Depots Beach evictions due
By Will Hoover
Advertiser Wai'anae Coast Writer
Tomorrow, city crews will begin a four-day cleanup along a stretch on the Wai'anae Coast known as Depots Beach in Nanakuli.
The site, which runs approximately three blocks from Ulehawa Beach Park to Lualualei Naval Road, has long been occupied by homeless beach dwellers. Police began posting notices a month ago that the beach must be vacated by tomorrow morning.
The cleanup marks the latest phase of a city effort begun nearly three years ago to move out the homeless along the coast, encourage them to take advantage of shelters or find other housing, and reclaim the beaches and parks for use by the general public.
Service providers charged with encouraging the Depots tent people to enter the state's emergency shelter program system have been out in force in recent days. But their task hasn't been easy.
"Some of these people have been here on the beach for as long as 10 years," said Chantell Kawaauhao, who walked along Depots Beach last week with Marvin Bernard passing out fliers to occupants.
Years ago, Kawaauhao lived on the mountain side of Farrington Highway, directly across from Depots Beach. Today, she recognizes some of the same faces she remembers seeing back then. She and Bernard are with the U.S. Veterans Initiative, the organization that operates the Wai'anae Civic Center emergency shelter in Wai'anae.
"If you are interested in getting off the beach, out of the parks and into a facility where you can begin rebuilding your life, let one of our outreach workers know," the fliers state. "We can assist you today."
But those who have remained on the beaches since the Wai'anae shelter opened on March 1, 2007, are less eager to enter the program than were the newly homeless families who accepted help two years ago. Many remaining beach dwellers are single, middle aged and independent. They are of the type referred to as the chronic homeless.
"I've been on this beach at least a good seven, eight years," said one Depots Beach dweller, who identified himself as Mike B. "I'm trying to make my situation go from worse to better, not better to worse."

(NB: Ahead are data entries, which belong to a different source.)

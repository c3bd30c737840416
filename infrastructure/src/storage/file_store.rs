//! File-backed session store

use super::validate_key;
use crate::config::DEFAULT_QUOTA_BYTES;
use resolver_application::{SessionStore, StorageError};
use serde_json::Value;
use std::fs;
use std::io::ErrorKind;
use std::path::{Path, PathBuf};
use tracing::{debug, warn};

/// Stores each key as `<key>.json` under a base directory.
///
/// Writes go to `<key>.json.tmp` first and are renamed into place, so a
/// crash mid-write never leaves a truncated payload behind.
#[derive(Debug, Clone)]
pub struct FileSessionStore {
    base_path: PathBuf,
    quota_bytes: u64,
}

impl FileSessionStore {
    pub fn new<P: AsRef<Path>>(base_path: P) -> Self {
        Self {
            base_path: base_path.as_ref().to_path_buf(),
            quota_bytes: DEFAULT_QUOTA_BYTES,
        }
    }

    /// Limit the total size of all stored payloads.
    pub fn with_quota(mut self, quota_bytes: u64) -> Self {
        self.quota_bytes = quota_bytes;
        self
    }

    fn key_path(&self, key: &str) -> PathBuf {
        self.base_path.join(format!("{}.json", key))
    }

    /// Bytes used by every stored payload except `key`'s.
    fn used_bytes_excluding(&self, key: &str) -> Result<u64, StorageError> {
        let entries = match fs::read_dir(&self.base_path) {
            Ok(entries) => entries,
            Err(e) if e.kind() == ErrorKind::NotFound => return Ok(0),
            Err(e) => return Err(unavailable(&self.base_path, e)),
        };

        let own = self.key_path(key);
        let mut total = 0;
        for entry in entries {
            let entry = entry.map_err(|e| unavailable(&self.base_path, e))?;
            let path = entry.path();
            if path == own || path.extension().is_none_or(|ext| ext != "json") {
                continue;
            }
            let metadata = entry.metadata().map_err(|e| unavailable(&path, e))?;
            total += metadata.len();
        }
        Ok(total)
    }
}

impl SessionStore for FileSessionStore {
    fn get(&self, key: &str) -> Result<Option<Value>, StorageError> {
        validate_key(key)?;
        let path = self.key_path(key);

        let contents = match fs::read_to_string(&path) {
            Ok(contents) => contents,
            Err(e) if e.kind() == ErrorKind::NotFound => {
                debug!("No stored value for '{}'", key);
                return Ok(None);
            }
            Err(e) if e.kind() == ErrorKind::InvalidData => {
                return Err(StorageError::corrupt(key, e));
            }
            Err(e) => return Err(unavailable(&path, e)),
        };

        serde_json::from_str(&contents).map(Some).map_err(|e| {
            warn!("Corrupt payload in {}: {}", path.display(), e);
            StorageError::corrupt(key, e)
        })
    }

    fn set(&self, key: &str, value: &Value) -> Result<(), StorageError> {
        validate_key(key)?;
        let payload = value.to_string();

        let required = self.used_bytes_excluding(key)? + payload.len() as u64;
        if required > self.quota_bytes {
            warn!(
                "Rejecting write to '{}': {} bytes exceeds quota of {}",
                key, required, self.quota_bytes
            );
            return Err(StorageError::QuotaExceeded {
                key: key.to_string(),
                required,
                quota: self.quota_bytes,
            });
        }

        fs::create_dir_all(&self.base_path).map_err(|e| unavailable(&self.base_path, e))?;

        let path = self.key_path(key);
        let tmp_path = self.base_path.join(format!("{}.json.tmp", key));
        fs::write(&tmp_path, &payload).map_err(|e| unavailable(&tmp_path, e))?;
        fs::rename(&tmp_path, &path).map_err(|e| unavailable(&path, e))?;

        debug!("Wrote {} bytes to {}", payload.len(), path.display());
        Ok(())
    }
}

fn unavailable(path: &Path, err: std::io::Error) -> StorageError {
    StorageError::Unavailable(format!("{}: {}", path.display(), err))
}

#[cfg(test)]
mod tests {
    use super::*;
    use serde_json::json;
    use tempfile::tempdir;

    #[test]
    fn test_missing_key_is_none() {
        let dir = tempdir().unwrap();
        let store = FileSessionStore::new(dir.path());

        assert_eq!(store.get("AB12cd").unwrap(), None);
    }

    #[test]
    fn test_values_round_trip() {
        let dir = tempdir().unwrap();
        let store = FileSessionStore::new(dir.path());

        let ledger = json!([
            {"user": "Participant 1", "text": "I feel unheard"},
            {"user": "Participant 2", "text": "I feel dismissed"}
        ]);
        store.set("AB12cd", &ledger).unwrap();
        store.set("generatedCode", &json!("AB12cd")).unwrap();
        store.set("settings", &json!({"nested": {"flag": true}})).unwrap();

        assert_eq!(store.get("AB12cd").unwrap(), Some(ledger));
        assert_eq!(store.get("generatedCode").unwrap(), Some(json!("AB12cd")));
        assert_eq!(
            store.get("settings").unwrap(),
            Some(json!({"nested": {"flag": true}}))
        );
    }

    #[test]
    fn test_overwrite_replaces_value() {
        let dir = tempdir().unwrap();
        let store = FileSessionStore::new(dir.path());

        store.set("generatedCode", &json!("AAAAAA")).unwrap();
        store.set("generatedCode", &json!("BBBBBB")).unwrap();

        assert_eq!(store.get("generatedCode").unwrap(), Some(json!("BBBBBB")));
        assert!(!dir.path().join("generatedCode.json.tmp").exists());
    }

    #[test]
    fn test_corrupt_payload_is_error() {
        let dir = tempdir().unwrap();
        fs::write(dir.path().join("AB12cd.json"), "{not json").unwrap();
        let store = FileSessionStore::new(dir.path());

        assert!(matches!(
            store.get("AB12cd"),
            Err(StorageError::Corrupt { .. })
        ));
    }

    #[test]
    fn test_creates_missing_directory() {
        let dir = tempdir().unwrap();
        let nested = dir.path().join("a").join("b");
        let store = FileSessionStore::new(&nested);

        store.set("AB12cd", &json!([])).unwrap();
        assert!(nested.join("AB12cd.json").exists());
    }

    #[test]
    fn test_invalid_key_rejected() {
        let dir = tempdir().unwrap();
        let store = FileSessionStore::new(dir.path());

        assert!(matches!(
            store.set("../escape", &json!(1)),
            Err(StorageError::InvalidKey(_))
        ));
        assert!(matches!(
            store.get("../escape"),
            Err(StorageError::InvalidKey(_))
        ));
    }

    #[test]
    fn test_quota_counts_all_keys() {
        let dir = tempdir().unwrap();
        let store = FileSessionStore::new(dir.path()).with_quota(20);

        // 12 bytes
        store.set("first", &json!("0123456789")).unwrap();
        let err = store.set("second", &json!("0123456789")).unwrap_err();
        assert!(matches!(
            err,
            StorageError::QuotaExceeded {
                required: 24,
                quota: 20,
                ..
            }
        ));
        assert_eq!(store.get("second").unwrap(), None);

        // Rewriting an existing key only counts its new size
        store.set("first", &json!("01234567890123456")).unwrap();
    }
}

The 46-year-old man said that he has worked out any drug problems he once had. As he packed up his belongings and prepared to depart, he seemed stoic about leaving. He said he didn't see the shelter system as an option for him.
Instead, he's worked out a deal to be a caretaker for a friend in exchange for a place to stay. He will also be able to ply his trade as a car detailing expert. His goal is to remain self-sufficient.

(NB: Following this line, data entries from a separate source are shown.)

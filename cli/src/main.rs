//! CLI entrypoint for Relationship Resolver
//!
//! This is the main binary that wires together all layers using
//! dependency injection.

use anyhow::{Context, Result, anyhow};
use clap::{CommandFactory, Parser};
use resolver_application::{
    ControllerError, SessionController, SessionStore, Settlement, SummaryGateway,
};
use resolver_domain::SummarizationState;
use resolver_infrastructure::{
    ConfigLoader, FileConfig, FileSessionStore, HttpSummaryGateway, InMemorySessionStore,
};
use resolver_presentation::{Cli, Command, ConsoleFormatter, EventPresenter, OutputConfig};
use std::process::ExitCode;
use std::sync::Arc;
use tokio::sync::mpsc;
use tracing::{debug, info};
use tracing_subscriber::EnvFilter;

/// What a command leaves behind once the event stream has been drained
struct Outcome {
    output: Option<String>,
    exit: ExitCode,
}

impl Outcome {
    fn done() -> Self {
        Self {
            output: None,
            exit: ExitCode::SUCCESS,
        }
    }

    fn print(output: String) -> Self {
        Self {
            output: Some(output),
            exit: ExitCode::SUCCESS,
        }
    }
}

#[tokio::main]
async fn main() -> Result<ExitCode> {
    let cli = Cli::parse();

    // Initialize logging based on verbosity level
    let filter = match cli.verbose {
        0 => EnvFilter::new("warn"),
        1 => EnvFilter::new("info"),
        2 => EnvFilter::new("debug"),
        _ => EnvFilter::new("trace"), // -vvv or more
    };

    tracing_subscriber::fmt()
        .with_env_filter(filter)
        .with_target(false)
        .with_writer(std::io::stderr)
        .init();

    if cli.show_config {
        ConfigLoader::print_config_sources(cli.config.as_deref());
        return Ok(ExitCode::SUCCESS);
    }

    let Some(command) = cli.command.clone() else {
        Cli::command().print_help()?;
        return Ok(ExitCode::SUCCESS);
    };

    info!("Starting Relationship Resolver");

    // Load configuration
    let config = if cli.no_config {
        ConfigLoader::load_defaults()
    } else {
        ConfigLoader::load(cli.config.as_deref())
            .map_err(|e| anyhow!("Failed to load configuration: {}", e))?
    };
    config.validate().context("Invalid configuration")?;
    debug!("Configuration: {:?}", config);

    let output_config = OutputConfig {
        color: config.output.color,
        show_progress: config.output.show_progress && !cli.quiet,
    };
    output_config.apply_color();

    // === Dependency Injection ===
    let store = build_store(&cli, &config)?;
    let gateway = Arc::new(HttpSummaryGateway::from_config(&config.service)?);
    info!("Summarization endpoint: {}", gateway.url());

    let (tx, rx) = mpsc::unbounded_channel();
    let presenter = tokio::spawn(EventPresenter::new(&output_config).run(rx));

    let mut controller = SessionController::new(store, gateway, config.service.to_behavior(), tx);
    let result = execute(command, &mut controller).await;

    // Dropping the controller closes the event channel
    drop(controller);
    presenter.await?;

    match result {
        Ok(outcome) => {
            if let Some(output) = outcome.output {
                println!("{}", output);
            }
            Ok(outcome.exit)
        }
        Err(e) => match e.downcast_ref::<ControllerError>() {
            Some(err) => {
                eprintln!("{}", ConsoleFormatter::error(err.kind(), &err.to_string()));
                Ok(ExitCode::FAILURE)
            }
            None => Err(e),
        },
    }
}

fn build_store(cli: &Cli, config: &FileConfig) -> Result<Arc<dyn SessionStore>> {
    if cli.ephemeral {
        info!("Using in-memory storage");
        return Ok(Arc::new(
            InMemorySessionStore::new().with_quota(config.storage.quota_bytes),
        ));
    }

    let data_dir = config
        .storage
        .resolve_data_dir()
        .context("Could not determine a data directory; set storage.data_dir")?;
    info!("Using data directory {}", data_dir.display());
    Ok(Arc::new(
        FileSessionStore::new(data_dir).with_quota(config.storage.quota_bytes),
    ))
}

async fn execute<S, G>(command: Command, controller: &mut SessionController<S, G>) -> Result<Outcome>
where
    S: SessionStore + ?Sized + 'static,
    G: SummaryGateway + 'static,
{
    match command {
        Command::New => {
            controller.generate_code()?;
            Ok(Outcome::done())
        }
        Command::Join { code } => {
            controller.enter_code(&code)?;
            Ok(Outcome::done())
        }
        Command::Code => match controller.restore()? {
            Some(code) => {
                let ready = controller.is_ready()?;
                Ok(Outcome::print(format!(
                    "{}\n{}",
                    ConsoleFormatter::code(&code),
                    ConsoleFormatter::readiness(ready)
                )))
            }
            None => Ok(Outcome::print(ConsoleFormatter::no_code())),
        },
        Command::Submit { participant, text } => {
            controller.restore()?;
            controller.submit(participant, &text)?;
            Ok(Outcome::done())
        }
        Command::Show => {
            let Some(code) = controller.restore()? else {
                return Ok(Outcome::print(ConsoleFormatter::no_code()));
            };
            let statements = controller.statements()?;
            Ok(Outcome::print(ConsoleFormatter::statements(&code, &statements)))
        }
        Command::Summarize => {
            controller.restore()?;
            let (request_id, handle) = controller.trigger_summary()?;
            debug!("Waiting for summarization {}", request_id);

            let exit = match handle.await? {
                Settlement::Applied(SummarizationState::Success { .. }) => ExitCode::SUCCESS,
                Settlement::Applied(_) | Settlement::Discarded { .. } => ExitCode::FAILURE,
            };
            Ok(Outcome { output: None, exit })
        }
    }
}
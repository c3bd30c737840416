//! Core domain concepts shared across all subdomains.
//!
//! - [`error::ValidationError`]: rejected user input
//! - [`error::ErrorKind`]: the four user-facing failure categories
//! - [`string::preview`]: UTF-8 safe shortening for logs and listings

pub mod error;
pub mod string;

"There is space available at the shelters," said Honolulu Police Department Maj. Michael Moses. "But, I guess these would be described as the hard-core people. I mean, we could probably build a shelter right there in the park and they wouldn't go in it if they had to follow some kind of rules and regulations."
Moses said police don't expect any problems or resistance from Depots Beach dwellers. A few may take advantage of the shelter system.
Since October 2006, the city has displaced hundreds of coastal beach dwellers during park improvement projects from Nanakuli Beach Park, to Ma'ili Beach Park, Nani Kai Beach Park, Surfers Beach, Ulehawa Beach Park No. 2 (otherwise known as "7-Elevens"), and Lualualei Beach Park No. 1 (popularly known as "Sewers Beach"). Similar efforts have been conducted in urban Honolulu, at Ala Moana Beach Park and Kapi'olani Park.
The Depots Beach clean-up will follow the same procedure as the others, said Lester Chang, city Parks and Recreation Department director. The beach will be closed to the public throughout the cleanup. By the afternoon of July 2, it will be reopened with posted signs stating that the beach and adjacent parking areas will be closed nightly from 10 p.m. to 5 a.m.
"We're excited to have it finally cleaned up," said Patty Teruya, who chairs the Nanakuli/Ma'ili Neighborhood Board, which has pressed to have Depots Beach returned to public recreational use.
"Now everyone will be able to use it."